• [Task requirements] Beginning with the first line of the entries below, quote each line until you reach and include the line with "let recent_payouts: Vec<PayoutRequestRecord>".

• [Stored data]

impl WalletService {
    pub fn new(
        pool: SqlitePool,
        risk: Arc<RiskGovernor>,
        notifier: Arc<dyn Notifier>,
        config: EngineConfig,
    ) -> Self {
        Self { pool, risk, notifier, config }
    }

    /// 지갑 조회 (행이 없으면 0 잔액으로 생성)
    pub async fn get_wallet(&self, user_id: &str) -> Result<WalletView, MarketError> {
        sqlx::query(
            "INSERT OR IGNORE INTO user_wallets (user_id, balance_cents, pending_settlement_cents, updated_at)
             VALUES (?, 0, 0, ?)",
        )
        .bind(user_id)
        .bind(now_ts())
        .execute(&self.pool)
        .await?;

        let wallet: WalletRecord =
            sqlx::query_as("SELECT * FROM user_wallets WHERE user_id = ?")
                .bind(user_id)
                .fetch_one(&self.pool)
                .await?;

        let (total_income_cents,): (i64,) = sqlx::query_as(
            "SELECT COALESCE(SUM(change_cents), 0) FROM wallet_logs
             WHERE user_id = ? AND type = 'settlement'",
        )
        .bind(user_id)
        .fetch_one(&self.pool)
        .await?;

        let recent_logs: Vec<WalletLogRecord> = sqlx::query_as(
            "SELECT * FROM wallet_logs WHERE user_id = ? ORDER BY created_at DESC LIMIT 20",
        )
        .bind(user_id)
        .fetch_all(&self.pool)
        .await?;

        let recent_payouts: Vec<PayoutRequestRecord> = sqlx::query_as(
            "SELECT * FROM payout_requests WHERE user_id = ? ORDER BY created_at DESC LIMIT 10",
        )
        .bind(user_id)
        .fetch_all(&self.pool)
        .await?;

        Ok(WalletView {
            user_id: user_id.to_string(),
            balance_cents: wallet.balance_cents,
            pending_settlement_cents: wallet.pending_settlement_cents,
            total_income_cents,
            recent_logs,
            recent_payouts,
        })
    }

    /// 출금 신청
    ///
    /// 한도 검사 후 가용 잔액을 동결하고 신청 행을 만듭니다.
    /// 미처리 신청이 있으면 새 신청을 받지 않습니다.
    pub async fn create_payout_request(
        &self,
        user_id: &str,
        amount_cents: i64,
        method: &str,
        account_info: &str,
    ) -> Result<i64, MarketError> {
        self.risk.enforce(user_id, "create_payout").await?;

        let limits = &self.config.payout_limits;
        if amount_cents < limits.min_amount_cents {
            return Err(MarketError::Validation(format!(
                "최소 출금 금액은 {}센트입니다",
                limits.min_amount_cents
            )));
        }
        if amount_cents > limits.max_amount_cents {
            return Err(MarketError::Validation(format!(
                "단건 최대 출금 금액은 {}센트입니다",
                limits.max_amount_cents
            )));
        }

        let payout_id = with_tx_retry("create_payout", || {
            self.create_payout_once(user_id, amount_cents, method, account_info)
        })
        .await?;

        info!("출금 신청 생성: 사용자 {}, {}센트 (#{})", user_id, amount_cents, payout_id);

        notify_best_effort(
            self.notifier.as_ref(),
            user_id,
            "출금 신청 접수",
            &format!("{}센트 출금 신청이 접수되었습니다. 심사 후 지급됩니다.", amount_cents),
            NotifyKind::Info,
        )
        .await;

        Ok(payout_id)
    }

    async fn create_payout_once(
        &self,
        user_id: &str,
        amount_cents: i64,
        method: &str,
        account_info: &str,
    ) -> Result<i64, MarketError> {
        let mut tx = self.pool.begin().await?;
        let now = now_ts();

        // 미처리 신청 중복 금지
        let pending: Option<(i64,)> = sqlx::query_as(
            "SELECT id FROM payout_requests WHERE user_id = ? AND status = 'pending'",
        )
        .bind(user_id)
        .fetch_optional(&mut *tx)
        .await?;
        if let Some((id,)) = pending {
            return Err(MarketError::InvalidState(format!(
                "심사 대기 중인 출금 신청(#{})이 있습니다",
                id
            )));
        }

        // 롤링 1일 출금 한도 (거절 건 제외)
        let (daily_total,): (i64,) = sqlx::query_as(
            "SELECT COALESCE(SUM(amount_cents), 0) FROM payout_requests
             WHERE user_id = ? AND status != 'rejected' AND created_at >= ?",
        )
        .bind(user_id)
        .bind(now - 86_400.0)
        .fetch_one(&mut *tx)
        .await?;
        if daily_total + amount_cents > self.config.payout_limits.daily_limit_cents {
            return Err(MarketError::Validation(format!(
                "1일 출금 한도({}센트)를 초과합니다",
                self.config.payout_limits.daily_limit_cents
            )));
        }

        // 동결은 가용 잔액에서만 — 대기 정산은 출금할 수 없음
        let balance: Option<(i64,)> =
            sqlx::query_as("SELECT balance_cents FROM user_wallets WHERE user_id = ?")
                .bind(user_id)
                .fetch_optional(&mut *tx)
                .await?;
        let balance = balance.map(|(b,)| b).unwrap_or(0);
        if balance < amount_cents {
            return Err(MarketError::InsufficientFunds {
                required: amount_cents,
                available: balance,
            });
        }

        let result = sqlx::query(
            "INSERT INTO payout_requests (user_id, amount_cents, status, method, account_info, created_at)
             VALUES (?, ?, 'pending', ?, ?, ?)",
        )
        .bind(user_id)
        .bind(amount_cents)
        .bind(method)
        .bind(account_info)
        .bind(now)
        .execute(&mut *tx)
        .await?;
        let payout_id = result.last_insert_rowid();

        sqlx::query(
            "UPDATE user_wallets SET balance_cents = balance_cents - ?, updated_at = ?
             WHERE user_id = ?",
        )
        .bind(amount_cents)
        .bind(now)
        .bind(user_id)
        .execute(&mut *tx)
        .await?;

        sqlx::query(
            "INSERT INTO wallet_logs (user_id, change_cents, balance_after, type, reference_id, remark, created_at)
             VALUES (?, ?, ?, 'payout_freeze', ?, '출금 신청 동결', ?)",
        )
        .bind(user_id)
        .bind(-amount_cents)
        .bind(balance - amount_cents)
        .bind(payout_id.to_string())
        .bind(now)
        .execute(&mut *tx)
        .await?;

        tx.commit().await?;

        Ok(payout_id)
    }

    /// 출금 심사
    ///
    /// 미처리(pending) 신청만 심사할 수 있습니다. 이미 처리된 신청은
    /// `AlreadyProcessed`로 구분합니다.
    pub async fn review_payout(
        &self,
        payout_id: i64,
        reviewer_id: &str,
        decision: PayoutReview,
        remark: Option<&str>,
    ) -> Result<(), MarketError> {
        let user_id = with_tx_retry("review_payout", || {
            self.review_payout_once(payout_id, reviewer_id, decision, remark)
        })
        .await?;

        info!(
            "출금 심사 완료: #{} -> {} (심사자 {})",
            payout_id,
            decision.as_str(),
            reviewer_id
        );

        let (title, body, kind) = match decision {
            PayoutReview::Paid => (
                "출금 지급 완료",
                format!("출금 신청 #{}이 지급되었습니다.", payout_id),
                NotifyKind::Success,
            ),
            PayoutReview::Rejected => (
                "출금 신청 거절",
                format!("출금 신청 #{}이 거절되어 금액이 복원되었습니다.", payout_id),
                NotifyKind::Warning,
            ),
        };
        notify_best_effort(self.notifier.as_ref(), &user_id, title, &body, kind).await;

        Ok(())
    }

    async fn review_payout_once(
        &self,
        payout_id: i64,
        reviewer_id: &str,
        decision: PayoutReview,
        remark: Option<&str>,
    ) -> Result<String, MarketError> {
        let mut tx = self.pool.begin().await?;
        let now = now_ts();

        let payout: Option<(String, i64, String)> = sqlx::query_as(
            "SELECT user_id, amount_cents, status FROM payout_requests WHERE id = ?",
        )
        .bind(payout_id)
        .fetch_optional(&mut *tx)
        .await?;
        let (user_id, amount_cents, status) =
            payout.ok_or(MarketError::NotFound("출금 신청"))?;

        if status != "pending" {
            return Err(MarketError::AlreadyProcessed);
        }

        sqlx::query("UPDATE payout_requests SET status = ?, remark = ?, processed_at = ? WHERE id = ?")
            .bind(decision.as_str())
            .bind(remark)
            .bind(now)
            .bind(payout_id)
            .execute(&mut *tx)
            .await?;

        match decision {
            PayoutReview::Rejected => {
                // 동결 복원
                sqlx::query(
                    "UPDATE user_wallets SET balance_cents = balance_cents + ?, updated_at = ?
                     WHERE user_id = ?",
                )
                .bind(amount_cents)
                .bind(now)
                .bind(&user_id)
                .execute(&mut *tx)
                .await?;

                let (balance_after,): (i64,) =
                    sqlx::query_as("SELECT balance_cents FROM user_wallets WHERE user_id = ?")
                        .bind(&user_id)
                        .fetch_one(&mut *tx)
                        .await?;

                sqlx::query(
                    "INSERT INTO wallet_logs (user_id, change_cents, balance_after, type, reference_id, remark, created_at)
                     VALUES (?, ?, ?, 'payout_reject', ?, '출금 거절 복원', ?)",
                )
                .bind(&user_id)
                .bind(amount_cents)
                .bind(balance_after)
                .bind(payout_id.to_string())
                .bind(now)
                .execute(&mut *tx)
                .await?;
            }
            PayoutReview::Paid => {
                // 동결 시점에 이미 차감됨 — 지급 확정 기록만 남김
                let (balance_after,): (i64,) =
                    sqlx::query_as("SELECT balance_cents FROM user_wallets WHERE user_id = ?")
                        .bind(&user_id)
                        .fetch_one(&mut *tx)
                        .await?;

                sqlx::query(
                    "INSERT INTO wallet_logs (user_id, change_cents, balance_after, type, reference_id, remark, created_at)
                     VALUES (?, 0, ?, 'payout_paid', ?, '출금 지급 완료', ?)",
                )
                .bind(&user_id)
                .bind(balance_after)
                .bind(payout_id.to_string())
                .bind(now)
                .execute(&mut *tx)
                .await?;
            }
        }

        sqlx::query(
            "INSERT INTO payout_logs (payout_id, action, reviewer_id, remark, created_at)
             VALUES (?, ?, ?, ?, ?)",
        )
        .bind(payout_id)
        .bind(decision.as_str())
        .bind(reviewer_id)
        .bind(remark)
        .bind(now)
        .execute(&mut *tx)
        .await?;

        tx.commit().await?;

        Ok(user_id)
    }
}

• [Finished task]
impl WalletService {
    pub fn new(
        pool: SqlitePool,
        risk: Arc<RiskGovernor>,
        notifier: Arc<dyn Notifier>,
        config: EngineConfig,
    ) -> Self {
        Self { pool, risk, notifier, config }
    }

    /// 지갑 조회 (행이 없으면 0 잔액으로 생성)
    pub async fn get_wallet(&self, user_id: &str) -> Result<WalletView, MarketError> {
        sqlx::query(
            "INSERT OR IGNORE INTO user_wallets (user_id, balance_cents, pending_settlement_cents, updated_at)
             VALUES (?, 0, 0, ?)",
        )
        .bind(user_id)
        .bind(now_ts())
        .execute(&self.pool)
        .await?;

        let wallet: WalletRecord =
            sqlx::query_as("SELECT * FROM user_wallets WHERE user_id = ?")
                .bind(user_id)
                .fetch_one(&self.pool)
                .await?;

        let (total_income_cents,): (i64,) = sqlx::query_as(
            "SELECT COALESCE(SUM(change_cents), 0) FROM wallet_logs
             WHERE user_id = ? AND type = 'settlement'",
        )
        .bind(user_id)
        .fetch_one(&self.pool)
        .await?;

        let recent_logs: Vec<WalletLogRecord> = sqlx::query_as(
            "SELECT * FROM wallet_logs WHERE user_id = ? ORDER BY created_at DESC LIMIT 20",
        )
        .bind(user_id)
        .fetch_all(&self.pool)
        .await?;

        let recent_payouts: Vec<PayoutRequestRecord> = sqlx::query_as(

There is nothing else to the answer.